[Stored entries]
━━━━━━
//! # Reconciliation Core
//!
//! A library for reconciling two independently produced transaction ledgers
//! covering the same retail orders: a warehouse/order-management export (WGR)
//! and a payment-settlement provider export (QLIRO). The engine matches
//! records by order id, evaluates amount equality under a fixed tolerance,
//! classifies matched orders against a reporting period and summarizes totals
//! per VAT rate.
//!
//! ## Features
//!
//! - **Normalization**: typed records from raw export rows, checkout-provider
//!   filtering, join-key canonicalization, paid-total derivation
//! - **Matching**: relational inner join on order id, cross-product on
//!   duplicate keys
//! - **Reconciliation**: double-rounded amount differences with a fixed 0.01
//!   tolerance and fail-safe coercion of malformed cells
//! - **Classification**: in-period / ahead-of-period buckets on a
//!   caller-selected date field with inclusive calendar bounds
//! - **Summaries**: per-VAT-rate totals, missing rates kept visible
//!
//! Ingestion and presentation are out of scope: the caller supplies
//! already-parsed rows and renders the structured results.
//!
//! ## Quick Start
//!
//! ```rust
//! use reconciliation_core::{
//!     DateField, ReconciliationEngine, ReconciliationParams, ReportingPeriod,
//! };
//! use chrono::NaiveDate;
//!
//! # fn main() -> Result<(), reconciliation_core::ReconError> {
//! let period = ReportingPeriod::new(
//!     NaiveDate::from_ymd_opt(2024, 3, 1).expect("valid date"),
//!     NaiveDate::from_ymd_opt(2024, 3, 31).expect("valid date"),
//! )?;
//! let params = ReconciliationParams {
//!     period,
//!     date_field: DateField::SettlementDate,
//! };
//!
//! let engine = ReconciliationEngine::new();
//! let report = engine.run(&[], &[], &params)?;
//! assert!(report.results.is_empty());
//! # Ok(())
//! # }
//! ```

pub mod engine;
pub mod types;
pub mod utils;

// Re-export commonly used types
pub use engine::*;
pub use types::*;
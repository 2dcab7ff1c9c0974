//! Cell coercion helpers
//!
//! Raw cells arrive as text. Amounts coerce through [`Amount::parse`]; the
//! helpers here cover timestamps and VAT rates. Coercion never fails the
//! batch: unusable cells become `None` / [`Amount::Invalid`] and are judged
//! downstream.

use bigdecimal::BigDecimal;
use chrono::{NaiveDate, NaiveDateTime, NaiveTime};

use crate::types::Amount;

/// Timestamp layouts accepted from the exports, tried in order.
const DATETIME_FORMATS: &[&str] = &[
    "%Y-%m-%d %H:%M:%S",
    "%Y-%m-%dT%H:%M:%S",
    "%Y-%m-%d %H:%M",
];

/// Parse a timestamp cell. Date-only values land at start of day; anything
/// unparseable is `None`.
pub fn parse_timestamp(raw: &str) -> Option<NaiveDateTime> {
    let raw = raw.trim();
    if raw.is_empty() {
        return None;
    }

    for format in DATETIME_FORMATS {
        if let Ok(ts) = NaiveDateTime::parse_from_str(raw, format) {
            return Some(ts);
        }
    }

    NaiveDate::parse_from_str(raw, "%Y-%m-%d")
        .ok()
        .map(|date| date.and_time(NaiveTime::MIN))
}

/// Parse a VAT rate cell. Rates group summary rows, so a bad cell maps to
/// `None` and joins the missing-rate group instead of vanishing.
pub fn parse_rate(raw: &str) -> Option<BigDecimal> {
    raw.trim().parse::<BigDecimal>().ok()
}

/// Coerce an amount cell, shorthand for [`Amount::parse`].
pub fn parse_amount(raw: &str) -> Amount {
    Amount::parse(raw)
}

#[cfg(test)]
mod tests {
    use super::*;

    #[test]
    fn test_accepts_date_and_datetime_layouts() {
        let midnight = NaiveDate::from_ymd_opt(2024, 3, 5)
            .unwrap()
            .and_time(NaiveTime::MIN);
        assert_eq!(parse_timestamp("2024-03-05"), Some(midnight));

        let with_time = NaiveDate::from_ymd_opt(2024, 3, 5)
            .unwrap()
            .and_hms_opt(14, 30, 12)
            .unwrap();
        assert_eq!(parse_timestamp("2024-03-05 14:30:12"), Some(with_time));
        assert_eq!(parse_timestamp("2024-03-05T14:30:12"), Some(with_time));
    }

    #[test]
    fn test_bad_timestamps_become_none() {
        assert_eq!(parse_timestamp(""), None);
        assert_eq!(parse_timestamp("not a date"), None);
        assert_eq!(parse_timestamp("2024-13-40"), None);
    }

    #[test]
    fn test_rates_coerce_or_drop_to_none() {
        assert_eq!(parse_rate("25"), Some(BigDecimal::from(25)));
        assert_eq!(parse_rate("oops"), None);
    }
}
━━━━━━
**Work task:** Only the lines above starting at the line that holds "cell maps to" and ending at the line that holds "#[cfg(test)]" are to be repeated, exactly and in full.

**Solution:**
/// Parse a VAT rate cell. Rates group summary rows, so a bad cell maps to
/// `None` and joins the missing-rate group instead of vanishing.
pub fn parse_rate(raw: &str) -> Option<BigDecimal> {
    raw.trim().parse::<BigDecimal>().ok()
}

/// Coerce an amount cell, shorthand for [`Amount::parse`].
pub fn parse_amount(raw: &str) -> Amount {
    Amount::parse(raw)
}

#[cfg(test)]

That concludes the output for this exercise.